If it works reliably you could have great hardware with a good OS and a decent
price.

------
WesolyKubeczek
There’s one thing that’s bothering me about this “project”. How is it supposed
to work with the upstream? Is this supposed to be a rivaling fork? How am I
supposed to have it on my system?

Also, it rubs me the wrong way that the blog author is seeking a person to do
all the dirty work — even for compensation — and then what? Have all the
credit? Basically, act as a glorified Forward button?

If I felt up to the task enough, I’d slap a sponsorship button onto my github
on my own. And here’s the difference: prior to asking for the money, I’d have
something to show to prove I’m not a phony.

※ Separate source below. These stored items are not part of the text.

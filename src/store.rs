// src/store.rs
use chrono::{Local, NaiveDateTime};
use serde::Serialize;
use std::fs::{self, File};
use std::io::{ErrorKind, Write};
use std::path::{Path, PathBuf};
use tracing::{error, info, warn};

use crate::error::AppError;
use crate::pay_period::TimeDocument;

pub const DEFAULT_DATA_FILE: &str = "data.json";

/// Result of reading the data file. A corrupt or unreadable file still
/// yields a usable (empty) document; the failure rides along in `error` so
/// the caller can tell the user.
#[derive(Debug)]
pub struct Loaded {
    pub document: TimeDocument,
    pub error: Option<AppError>,
}

/// Owns the path of the single JSON document holding every user.
#[derive(Debug, Clone)]
pub struct DataStore {
    path: PathBuf,
}

impl DataStore {
    pub fn new(path: impl Into<PathBuf>) -> Self {
        Self { path: path.into() }
    }

    pub fn path(&self) -> &Path {
        &self.path
    }

    /// Reads the document. Missing file: empty document, no error.
    /// Unreadable or malformed file: empty document plus the error. The file
    /// itself is left untouched.
    pub fn load(&self) -> Loaded {
        match self.read() {
            Ok(Some(document)) => {
                info!(
                    "Loaded {} user(s) from {}",
                    document.users.len(),
                    self.path.display()
                );
                Loaded {
                    document,
                    error: None,
                }
            }
            Ok(None) => {
                info!("Data file {} not found, starting empty.", self.path.display());
                Loaded {
                    document: TimeDocument::default(),
                    error: None,
                }
            }
            Err(e) => {
                warn!("Falling back to an empty document: {}", e);
                Loaded {
                    document: TimeDocument::default(),
                    error: Some(e),
                }
            }
        }
    }

    fn read(&self) -> Result<Option<TimeDocument>, AppError> {
        let json_string = match fs::read_to_string(&self.path) {
            Ok(s) => s,
            Err(e) if e.kind() == ErrorKind::NotFound => return Ok(None),
            Err(e) => return Err(AppError::persistence(&self.path, e)),
        };
        serde_json::from_str(&json_string)
            .map(Some)
            .map_err(|e| AppError::persistence(&self.path, e))
    }

    /// Overwrites the whole file. The JSON goes to a sibling temp file first
    /// and is renamed into place, so a failed write leaves the previous
    /// version intact. No retry.
    pub fn save(&self, document: &TimeDocument) -> Result<(), AppError> {
        self.write(document).map_err(|e| {
            error!("Failed to save data to {}: {}", self.path.display(), e);
            e
        })?;
        info!("Data saved to {}", self.path.display());
        Ok(())
    }

    fn write(&self, document: &TimeDocument) -> Result<(), AppError> {
        if let Some(parent) = self.path.parent().filter(|p| !p.as_os_str().is_empty()) {
            fs::create_dir_all(parent).map_err(|e| AppError::persistence(parent, e))?;
        }

        let mut buf = Vec::new();
        let formatter = serde_json::ser::PrettyFormatter::with_indent(b"    ");
        let mut ser = serde_json::Serializer::with_formatter(&mut buf, formatter);
        document
            .serialize(&mut ser)
            .map_err(|e| AppError::persistence(&self.path, e))?;

        let tmp_path = self.temp_path();
        let mut file = File::create(&tmp_path).map_err(|e| AppError::persistence(&tmp_path, e))?;
        file.write_all(&buf)
            .and_then(|_| file.sync_all())
            .map_err(|e| AppError::persistence(&tmp_path, e))?;
        drop(file);

        fs::rename(&tmp_path, &self.path).map_err(|e| {
            let _ = fs::remove_file(&tmp_path);
            AppError::persistence(&self.path, e)
        })
    }

    /// Copies the current file aside as `<file>.corrupt-<timestamp>` so a
    /// document that failed to load survives the next save. Nothing to copy
    /// when the file is gone.
    pub fn preserve_unreadable(&self) -> Result<Option<PathBuf>, AppError> {
        if !self.path.exists() {
            return Ok(None);
        }
        let backup = self.backup_path(Local::now().naive_local());
        fs::copy(&self.path, &backup).map_err(|e| AppError::persistence(&backup, e))?;
        warn!(
            "Unreadable data file {} preserved as {}",
            self.path.display(),
            backup.display()
        );
        Ok(Some(backup))
    }

    fn backup_path(&self, at: NaiveDateTime) -> PathBuf {
        let mut name = self
            .path
            .file_name()
            .map(|n| n.to_os_string())
            .unwrap_or_else(|| DEFAULT_DATA_FILE.into());
        name.push(format!(".corrupt-{}", at.format("%Y%m%d-%H%M%S%3f")));
        self.path.with_file_name(name)
    }

    fn temp_path(&self) -> PathBuf {
        let mut name = self
            .path
            .file_name()
            .map(|n| n.to_os_string())
            .unwrap_or_else(|| DEFAULT_DATA_FILE.into());
        name.push(".tmp");
        self.path.with_file_name(name)
    }
}
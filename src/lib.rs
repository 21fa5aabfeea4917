// src/lib.rs
//! Punch in/out time tracking over two-week pay periods, persisted as one
//! JSON document, with a report of every finalized period.

pub mod config;
pub mod desktop;
pub mod error;
pub mod pay_period;
pub mod punch;
pub mod report;
pub mod report_pdf;
pub mod store;
pub mod time_format;
pub mod views;

mod punch_tests;

pub use config::AppConfig;
pub use error::AppError;
pub use pay_period::{day_total, period_total, PayPeriod, TimeDocument};
pub use punch::{can_finalize, FinalDayEntry, FinalizeOutcome, PunchService};
pub use report::{build_report, PayPeriodReport, ReportRenderer};
pub use report_pdf::PdfReportRenderer;
pub use store::DataStore;
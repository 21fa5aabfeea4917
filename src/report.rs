// src/report.rs
use chrono::{Datelike, NaiveDate};
use rust_decimal::prelude::*;
use std::fs;
use std::path::{Path, PathBuf};
use tracing::{debug, info};

use crate::error::AppError;
use crate::pay_period::{is_weekend, period_total, DayLog, PayPeriod};
use crate::time_format::ClockTime;

pub const REPORT_HEADERS: [&str; 6] = ["Date", "In 1", "Out 1", "In 2", "Out 2", "Day Total"];
const EMPTY_CELL: &str = "-";

// --- Report Data ---

#[derive(Debug, Clone, PartialEq)]
pub enum ReportRow {
    /// Saturday or Sunday: rendered blank and shaded.
    Weekend { date: NaiveDate },
    Workday {
        date: NaiveDate,
        punch_in_1: Option<ClockTime>,
        punch_out_1: Option<ClockTime>,
        punch_in_2: Option<ClockTime>,
        punch_out_2: Option<ClockTime>,
        hours: f64,
    },
}

impl ReportRow {
    pub fn date(&self) -> NaiveDate {
        match self {
            ReportRow::Weekend { date } | ReportRow::Workday { date, .. } => *date,
        }
    }

    pub fn is_weekend(&self) -> bool {
        matches!(self, ReportRow::Weekend { .. })
    }

    pub fn hours(&self) -> f64 {
        match self {
            ReportRow::Weekend { .. } => 0.0,
            ReportRow::Workday { hours, .. } => *hours,
        }
    }

    /// Table cells in `REPORT_HEADERS` order. Missing punches and zero totals
    /// show a dash; weekend rows are all blank.
    pub fn cells(&self) -> [String; 6] {
        match self {
            ReportRow::Weekend { .. } => Default::default(),
            ReportRow::Workday {
                date,
                punch_in_1,
                punch_out_1,
                punch_in_2,
                punch_out_2,
                hours,
            } => [
                date.format("%Y-%m-%d").to_string(),
                dash_if_empty(punch_in_1),
                dash_if_empty(punch_out_1),
                dash_if_empty(punch_in_2),
                dash_if_empty(punch_out_2),
                if *hours > 0.0 {
                    format_hours(*hours)
                } else {
                    EMPTY_CELL.to_string()
                },
            ],
        }
    }
}

fn dash_if_empty(value: &Option<ClockTime>) -> String {
    value.map_or_else(|| EMPTY_CELL.to_string(), |t| t.label())
}

#[derive(Debug, Clone, PartialEq)]
pub struct WeekSubtotal {
    pub iso_week: u32,
    pub hours: f64,
}

/// Everything a renderer needs for one pay period.
#[derive(Debug, Clone, PartialEq)]
pub struct PayPeriodReport {
    pub employee: String,
    pub start_date: NaiveDate,
    pub end_date: NaiveDate,
    pub rows: Vec<ReportRow>,
    pub weekly: Vec<WeekSubtotal>,
    pub total_hours: f64,
}

impl PayPeriodReport {
    pub fn workday_rows(&self) -> impl Iterator<Item = &ReportRow> {
        self.rows.iter().filter(|r| !r.is_weekend())
    }
}

pub fn build_report(employee: &str, period: &PayPeriod) -> PayPeriodReport {
    let mut rows = Vec::new();
    let mut weekly: Vec<WeekSubtotal> = Vec::new();

    for date in period.dates() {
        if is_weekend(date) {
            rows.push(ReportRow::Weekend { date });
            continue;
        }

        let row = workday_row(date, period.day(date));
        let iso_week = date.iso_week().week();
        match weekly.iter_mut().find(|w| w.iso_week == iso_week) {
            Some(week) => week.hours += row.hours(),
            None => weekly.push(WeekSubtotal {
                iso_week,
                hours: row.hours(),
            }),
        }
        rows.push(row);
    }

    let report = PayPeriodReport {
        employee: employee.to_string(),
        start_date: period.start_date,
        end_date: period.end_date,
        rows,
        weekly,
        total_hours: period_total(period),
    };
    debug!(
        "Built report for {} ({} to {}): {} hours",
        employee, report.start_date, report.end_date, report.total_hours
    );
    report
}

fn workday_row(date: NaiveDate, day: Option<&DayLog>) -> ReportRow {
    let (punch_in_1, punch_out_1, punch_in_2, punch_out_2) = match day {
        Some(DayLog::FinalDay(f)) => (
            Some(f.punch_in_1),
            Some(f.punch_out_1),
            f.punch_in_2,
            f.punch_out_2,
        ),
        Some(DayLog::Cycles(cycles)) => {
            let first = cycles.first();
            let second = cycles.get(1);
            (
                first.map(|c| c.punch_in),
                first.and_then(|c| c.punch_out),
                second.map(|c| c.punch_in),
                second.and_then(|c| c.punch_out),
            )
        }
        None => (None, None, None, None),
    };
    ReportRow::Workday {
        date,
        punch_in_1,
        punch_out_1,
        punch_in_2,
        punch_out_2,
        hours: day.map_or(0.0, DayLog::total),
    }
}

/// Two decimals, halves rounded away from zero.
pub fn format_hours(hours: f64) -> String {
    match Decimal::from_f64(hours) {
        Some(d) => {
            let mut rounded = d.round_dp_with_strategy(2, RoundingStrategy::MidpointAwayFromZero);
            rounded.rescale(2);
            rounded.to_string()
        }
        None => format!("{:.2}", hours),
    }
}

// --- Output Location ---

/// `employee` as a single path component: separators become `_`, and `.`
/// or `..` cannot climb out of the report folder.
fn path_component(employee: &str) -> String {
    let cleaned: String = employee
        .chars()
        .map(|c| if c == '/' || c == '\\' { '_' } else { c })
        .collect();
    match cleaned.as_str() {
        "" | "." | ".." => "_".repeat(cleaned.len().max(1)),
        _ => cleaned,
    }
}

pub fn report_folder(report_dir: &Path, employee: &str) -> PathBuf {
    report_dir.join(path_component(employee))
}

pub fn report_file_name(employee: &str, end_date: NaiveDate) -> String {
    format!(
        "{} Pay Period {}.pdf",
        path_component(employee),
        end_date.format("%Y-%m-%d")
    )
}

pub fn report_path(report_dir: &Path, employee: &str, end_date: NaiveDate) -> PathBuf {
    report_folder(report_dir, employee).join(report_file_name(employee, end_date))
}

// --- Rendering ---

/// Turns report data into a document on disk. `path` is the canonical
/// report path; implementations may swap the extension for their format and
/// return where the file actually went.
pub trait ReportRenderer {
    fn render(&self, report: &PayPeriodReport, path: &Path) -> Result<PathBuf, AppError>;
}

/// Writes the report as CSV next to the canonical path, as a spreadsheet
/// companion to the PDF.
#[derive(Debug, Clone)]
pub struct CsvReportRenderer {
    pub title: String,
}

impl CsvReportRenderer {
    pub fn new(title: impl Into<String>) -> Self {
        Self {
            title: title.into(),
        }
    }
}

impl ReportRenderer for CsvReportRenderer {
    fn render(&self, report: &PayPeriodReport, path: &Path) -> Result<PathBuf, AppError> {
        let out_path = path.with_extension("csv");
        if let Some(folder) = out_path.parent() {
            fs::create_dir_all(folder).map_err(|e| {
                AppError::ExternalToolError(format!(
                    "Could not create report folder {}: {}",
                    folder.display(),
                    e
                ))
            })?;
        }

        let mut wtr = csv::WriterBuilder::new()
            .flexible(true)
            .from_path(&out_path)?;
        wtr.write_record([self.title.as_str()])?;
        wtr.write_record(["Employee", report.employee.as_str()])?;
        wtr.write_record([
            "Pay Period".to_string(),
            format!("{} to {}", report.start_date, report.end_date),
        ])?;
        wtr.write_record(REPORT_HEADERS)?;
        for row in &report.rows {
            wtr.write_record(row.cells())?;
        }
        wtr.write_record(["Weekly Hours Summary"])?;
        for week in &report.weekly {
            wtr.write_record([format!("Week {}", week.iso_week), format_hours(week.hours)])?;
        }
        wtr.write_record([
            "Total Pay Period Hours".to_string(),
            format_hours(report.total_hours),
        ])?;
        wtr.flush().map_err(|e| {
            AppError::ExternalToolError(format!("Could not write report: {}", e))
        })?;

        info!("Report written to {}", out_path.display());
        Ok(out_path)
    }
}
// src/views.rs
use chrono::{Datelike, Duration, NaiveDate};

use crate::pay_period::{day_total, is_weekend, period_total, DayLog, DayState, PayPeriod, UserRecord};
use crate::report::format_hours;

/// Figures shown next to the punch buttons.
#[derive(Debug, Clone, PartialEq)]
pub struct TodaySummary {
    pub period_start: NaiveDate,
    pub period_end: NaiveDate,
    /// One entry per cycle, e.g. `Cycle 1: 8:00 AM - ---`.
    pub daily_punches: Vec<String>,
    pub last_punch: Option<String>,
    pub today_hours: f64,
    pub period_hours: f64,
    pub can_punch_in: bool,
    pub can_punch_out: bool,
}

impl TodaySummary {
    pub fn daily_punches_line(&self) -> String {
        if self.daily_punches.is_empty() {
            "Daily Punches: None".to_string()
        } else {
            format!("Daily Punches: {}", self.daily_punches.join("  |  "))
        }
    }
}

pub fn today_summary(period: &PayPeriod, today: NaiveDate) -> TodaySummary {
    let (can_punch_in, can_punch_out) = if is_weekend(today) {
        (false, false)
    } else {
        match period.day_state(today) {
            DayState::Idle => (true, false),
            DayState::Open => (false, true),
            DayState::Full | DayState::Finalized => (false, false),
        }
    };

    let daily_punches = match period.day(today) {
        Some(DayLog::Cycles(cycles)) => cycles
            .iter()
            .enumerate()
            .map(|(idx, c)| {
                format!(
                    "Cycle {}: {} - {}",
                    idx + 1,
                    c.punch_in,
                    c.punch_out.map_or_else(|| "---".to_string(), |t| t.label())
                )
            })
            .collect(),
        Some(DayLog::FinalDay(f)) => vec![format!(
            "Final: {} - {}, {} - {}",
            f.punch_in_1,
            f.punch_out_1,
            f.punch_in_2.map(|t| t.label()).unwrap_or_default(),
            f.punch_out_2.map(|t| t.label()).unwrap_or_default()
        )],
        None => Vec::new(),
    };

    TodaySummary {
        period_start: period.start_date,
        period_end: period.end_date,
        daily_punches,
        last_punch: period.last_punch().map(|t| t.label()),
        today_hours: day_total(period, today),
        period_hours: period_total(period),
        can_punch_in,
        can_punch_out,
    }
}

#[derive(Debug, Clone, PartialEq)]
pub struct WeekDay {
    pub date: NaiveDate,
    pub lines: Vec<String>,
}

/// Monday through Sunday of the week holding `today`.
pub fn week_view(period: &PayPeriod, today: NaiveDate) -> Vec<WeekDay> {
    let monday = today - Duration::days(today.weekday().num_days_from_monday() as i64);
    (0..7)
        .map(|offset| {
            let date = monday + Duration::days(offset);
            let lines = match period.day(date) {
                Some(day) if !day.is_empty() => record_lines(day),
                _ => vec!["No punches recorded.".to_string()],
            };
            WeekDay { date, lines }
        })
        .collect()
}

fn record_lines(day: &DayLog) -> Vec<String> {
    match day {
        DayLog::Cycles(cycles) => cycles
            .iter()
            .enumerate()
            .map(|(idx, c)| {
                format!(
                    "Cycle {}: In: {} | Out: {} | Hours: {}",
                    idx + 1,
                    c.punch_in,
                    c.punch_out.map_or_else(|| "N/A".to_string(), |t| t.label()),
                    format_hours(c.hours())
                )
            })
            .collect(),
        DayLog::FinalDay(f) => vec![format!(
            "Record (Finalized): In 1: {} | Out 1: {} | In 2: {} | Out 2: {} | Hours: {}",
            f.punch_in_1,
            f.punch_out_1,
            f.punch_in_2.map(|t| t.label()).unwrap_or_default(),
            f.punch_out_2.map(|t| t.label()).unwrap_or_default(),
            format_hours(f.duration)
        )],
    }
}

#[derive(Debug, Clone, PartialEq)]
pub struct HistoryEntry {
    pub start_date: NaiveDate,
    pub end_date: NaiveDate,
    pub total_hours: f64,
}

/// Finalized periods, latest end date first.
pub fn history(user: &UserRecord) -> Vec<HistoryEntry> {
    let mut entries: Vec<HistoryEntry> = user
        .pay_periods
        .iter()
        .filter(|p| p.finalized)
        .map(|p| HistoryEntry {
            start_date: p.start_date,
            end_date: p.end_date,
            total_hours: period_total(p),
        })
        .collect();
    entries.sort_by(|a, b| b.end_date.cmp(&a.end_date));
    entries
}
//! Configuration validation
//!
//! Semantic validation of an extracted `ExperimentConfig`. Field presence
//! and types are settled by extraction; this pass checks the invariants
//! that span fields.
//!
//! Validation collects ALL issues (doesn't stop at first) so a document
//! with several inconsistencies reports every one of them.

use odmr_config_core::config::schema::{
    AveragingMode, DataSpec, DeviceKind, DeviceSpec, ExperimentConfig, ExperimentType, SensorKind,
    SensorSpec, SynchroniserKind, SynchroniserSpec,
};
use odmr_config_core::config::value::{ParamMap, join_path};
use std::collections::HashMap;

use crate::config::extract::MAX_SUGGESTION_DISTANCE;

pub use odmr_config_core::error::ValidationResult;

// ============================================================================
// Public API
// ============================================================================

/// Configuration validator.
///
/// Errors make the configuration unusable; warnings are surfaced alongside
/// the loaded record.
#[derive(Debug, Default)]
pub struct Validator {
    result: ValidationResult,
}

impl Validator {
    /// Creates a new validator.
    #[must_use]
    pub fn new() -> Self {
        Self::default()
    }

    /// Validates a configuration and returns the result.
    pub fn validate(&mut self, config: &ExperimentConfig) -> ValidationResult {
        self.result = ValidationResult::default();

        // Cross-field invariants
        self.validate_dynamic_steps(config);
        self.validate_channel_mapping(&config.synchroniser, &config.data);
        self.validate_device_tables(config);

        // Open values
        self.validate_known_values(config);
        self.validate_unknown_keys(config);
        self.validate_sensor(&config.sensor);

        std::mem::take(&mut self.result)
    }

    // ========================================================================
    // Cross-field invariants
    // ========================================================================

    fn validate_dynamic_steps(&mut self, config: &ExperimentConfig) {
        if config.dynamic_steps != config.data.dynamic_steps {
            self.result.add_error(
                "data.dynamic_steps",
                &format!(
                    "is {} but dynamic_steps is {}",
                    config.data.dynamic_steps, config.dynamic_steps
                ),
            );
        }

        if config.dynamic_steps > 1 && config.dynamic_devices.is_empty() {
            self.result.add_warning(
                "dynamic_devices",
                &format!(
                    "no dynamic devices although dynamic_steps is {}",
                    config.dynamic_steps
                ),
            );
        }
    }

    fn validate_channel_mapping(&mut self, synchroniser: &SynchroniserSpec, data: &DataSpec) {
        let mapping = &synchroniser.channel_mapping;
        if mapping.is_empty() {
            self.result.add_warning("synchroniser.channel_mapping", "no channels are mapped");
        }

        // Channels are combined as bits of one output word, so an index may
        // carry only one logical channel.
        let mut assigned: HashMap<u32, &str> = HashMap::new();
        for (name, index) in mapping {
            if let Some(first) = assigned.get(index) {
                self.result.add_error(
                    &format!("synchroniser.channel_mapping.{name}"),
                    &format!("channel index {index} is already assigned to '{first}'"),
                );
            } else {
                assigned.insert(*index, name);
            }
        }

        let reference_channels = usize::try_from(data.reference_channels).unwrap_or(usize::MAX);
        if reference_channels > mapping.len() {
            self.result.add_warning(
                "data.reference_channels",
                &format!(
                    "{} reference channels but only {} channels are mapped",
                    data.reference_channels,
                    mapping.len()
                ),
            );
        }
    }

    fn validate_device_tables(&mut self, config: &ExperimentConfig) {
        for name in config.static_devices.keys() {
            if config.dynamic_devices.contains_key(name) {
                self.result.add_warning(
                    format!("static_devices.{name}"),
                    format!("device '{name}' is also listed under dynamic_devices"),
                );
            }
        }

        for (role, name, device) in config.devices() {
            let path = format!("{}.{name}", role.section());
            self.validate_device(device, &path);
        }
    }

    fn validate_device(&mut self, device: &DeviceSpec, path: &str) {
        if device.address.trim().is_empty() {
            self.result.add_warning(&join_path(path, "address"), "address is empty");
        }

        self.check_known(
            &join_path(path, "device_type"),
            device.device_type.as_str(),
            device.device_type.is_known(),
            DeviceKind::KNOWN,
        );
        self.check_unknown_keys(path, &device.extra, DeviceSpec::FIELDS);
    }

    // ========================================================================
    // Open values
    // ========================================================================

    fn validate_known_values(&mut self, config: &ExperimentConfig) {
        let experiment_type = &config.experiment_type;
        self.check_known(
            "experiment_type",
            experiment_type.as_str(),
            experiment_type.is_known(),
            ExperimentType::KNOWN,
        );

        let sensor = &config.sensor.kind;
        self.check_known("sensor.type", sensor.as_str(), sensor.is_known(), SensorKind::KNOWN);

        let synchroniser = &config.synchroniser.kind;
        self.check_known(
            "synchroniser.type",
            synchroniser.as_str(),
            synchroniser.is_known(),
            SynchroniserKind::KNOWN,
        );

        let averaging = &config.data.averaging_mode;
        self.check_known(
            "data.averaging_mode",
            averaging.as_str(),
            averaging.is_known(),
            AveragingMode::KNOWN,
        );
    }

    fn validate_unknown_keys(&mut self, config: &ExperimentConfig) {
        self.check_unknown_keys("", &config.extra, ExperimentConfig::FIELDS);
        self.check_unknown_keys("sensor", &config.sensor.extra, SensorSpec::FIELDS);
        self.check_unknown_keys(
            "synchroniser",
            &config.synchroniser.extra,
            SynchroniserSpec::FIELDS,
        );
        self.check_unknown_keys("data", &config.data.extra, DataSpec::FIELDS);
    }

    fn validate_sensor(&mut self, sensor: &SensorSpec) {
        if sensor.kind != SensorKind::Daq {
            return;
        }
        if let Err(e) = sensor.daq() {
            let path = e.field().unwrap_or("sensor.config").to_string();
            self.result.add_warning(&path, &format!("DAQ settings are not usable: {e}"));
        }
    }

    fn check_known(&mut self, path: &str, value: &str, known: bool, candidates: &[&str]) {
        if known {
            return;
        }
        let message = match suggest(value, candidates) {
            Some(s) => format!("unrecognised value '{value}' (did you mean '{s}'?)"),
            None => format!(
                "unrecognised value '{value}' (known: {})",
                candidates.join(", ")
            ),
        };
        self.result.add_warning(path, &message);
    }

    fn check_unknown_keys(&mut self, path: &str, extra: &ParamMap, fields: &[&str]) {
        for key in extra.keys() {
            let message = match suggest(key, fields) {
                Some(s) => format!("unknown key '{key}' (did you mean '{s}'?)"),
                None => format!("unknown key '{key}'"),
            };
            self.result.add_warning(&join_path(path, key), &message);
        }
    }

}

// ============================================================================
// Helper Functions
// ============================================================================

/// Finds the candidate closest to `input` within
/// [`MAX_SUGGESTION_DISTANCE`].
fn suggest<'a>(input: &str, candidates: &[&'a str]) -> Option<&'a str> {
    candidates
        .iter()
        .map(|c| (*c, strsim::damerau_levenshtein(input, c)))
        .filter(|(_, dist)| *dist <= MAX_SUGGESTION_DISTANCE)
        .min_by_key(|(_, dist)| *dist)
        .map(|(c, _)| c)
}

// ============================================================================
// Tests
// ============================================================================
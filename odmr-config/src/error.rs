//! Error types for `odmr-config`
//!
//! Configuration errors live in `odmr-config-core` and are re-exported here
//! together with the top-level error used by the CLI and its exit codes.

pub use odmr_config_core::error::{ConfigError, Severity, ValidationIssue, ValidationResult};
use thiserror::Error;

// ============================================================================
// Exit Codes
// ============================================================================

/// Exit codes for `odmr-config` CLI operations.
///
/// These codes follow Unix conventions.
pub struct ExitCode;

impl ExitCode {
    /// Successful execution
    pub const SUCCESS: i32 = 0;

    /// General error
    pub const ERROR: i32 = 1;

    /// Configuration error (invalid YAML, schema or invariant violation)
    pub const CONFIG_ERROR: i32 = 2;

    /// I/O error (file not found, permission denied)
    pub const IO_ERROR: i32 = 3;

    /// Usage error (invalid arguments, missing required options)
    pub const USAGE_ERROR: i32 = 64;
}

// ============================================================================
// Top-Level Error
// ============================================================================

/// Top-level error type for `odmr-config` operations.
#[derive(Debug, Error)]
pub enum OdmrConfigError {
    /// Configuration loading or validation error
    #[error(transparent)]
    Config(#[from] ConfigError),

    /// I/O error
    #[error("I/O error: {0}")]
    Io(#[from] std::io::Error),

    /// JSON serialization error
    #[error("JSON error: {0}")]
    Json(#[from] serde_json::Error),

    /// YAML parsing error
    #[error("YAML error: {0}")]
    Yaml(#[from] serde_yaml::Error),

    /// Invalid command line
    #[error(transparent)]
    Usage(#[from] clap::Error),
}

impl OdmrConfigError {
    /// Returns the appropriate exit code for this error.
    #[must_use]
    pub const fn exit_code(&self) -> i32 {
        match self {
            Self::Config(_) | Self::Yaml(_) => ExitCode::CONFIG_ERROR,
            Self::Json(_) => ExitCode::ERROR,
            Self::Io(_) => ExitCode::IO_ERROR,
            Self::Usage(_) => ExitCode::USAGE_ERROR,
        }
    }
}

// ============================================================================
// Result Type Alias
// ============================================================================

/// Result type alias for `odmr-config` operations.
pub type Result<T> = std::result::Result<T, OdmrConfigError>;
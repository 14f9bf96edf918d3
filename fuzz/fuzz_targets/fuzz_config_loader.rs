#![no_main]

use libfuzzer_sys::fuzz_target;
use odmr_config::config::RunSnapshot;

fuzz_target!(|data: &[u8]| {
    let Ok(text) = std::str::from_utf8(data) else {
        return;
    };

    // Any outcome is fine as long as loading does not panic.
    let _ = odmr_config::load(text);

    // Snapshot comparison parses the same text; keep it on a scratch path.
    let _ = RunSnapshot::at(std::env::temp_dir().join("odmr_config_fuzz.aux")).record(text);
});
#![no_main]

use libfuzzer_sys::fuzz_target;
use odmr_config::config::SynchroniserSpec;
use odmr_config::sequence::load_sequence;

fuzz_target!(|data: &[u8]| {
    let Ok(text) = std::str::from_utf8(data) else {
        return;
    };

    if let Ok(document) = load_sequence(text) {
        let synchroniser = SynchroniserSpec {
            kind: odmr_config::config::SynchroniserKind::PulseBlaster,
            config: Default::default(),
            channel_mapping: [("LASER".to_string(), 2), ("MW".to_string(), 3)]
                .into_iter()
                .collect(),
            extra: Default::default(),
        };
        let _ = document.check_against(&synchroniser);
    }
});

The upstream is not without its problem as well. Right now it’s being
maintained by Peter Hutterer from Red Hat, and judging by his LinkedIn, it’s
pretty much his job description. Recently he did a talk about how overloaded
he is with libinput[1], and how someone volunteering to comb through pull
requests and issues would easily become his “number two”. Which also is
striking me as odd.

libinput, given its importance for Linux ecosystem as such in general, and Red
Hat ecosystem in particular (especially since they bet on Wayland as the
future, and there libinput is the only choice), is important enough that Red
Hat better make sure it’s well maintained. It’s Red Hat/IBM, really, who
should be interested in making sure the bus factor of libinput is > 1\. Thus
the problem should be raised within Red Hat’s management, and they should
_hire_ additional people for fair buck to help. Otherwise it looks as if
someone who’s paid for X input stack maintenance is seeking free labor to help
him.

If I asked someone to help me do my paid job for free, open source or not, I
don’t think it would even be ethical.

[1] [http://who-t.blogspot.com/2019/10/libinputs-bus-factor-
is-1....](http://who-t.blogspot.com/2019/10/libinputs-bus-factor-is-1.html)

------
montebicyclelo
Having used a Macbook for the last 10 years, I can confirm that the trackpad
feels better than trackpads on windows laptops, Chromebooks, and Macbooks with
Linux installed (IMO, that I've tried).

However, I think the tracking may change slightly with major MacOs releases.
So which version do we prefer..?

------
wldlyinaccurate
The touchpad on my current gen Dell XPS 13 is superb on a stock Ubuntu
install. I'd love to know how much of the "bad touchpad" reputation that Linux
has is down to low quality hardware versus software support.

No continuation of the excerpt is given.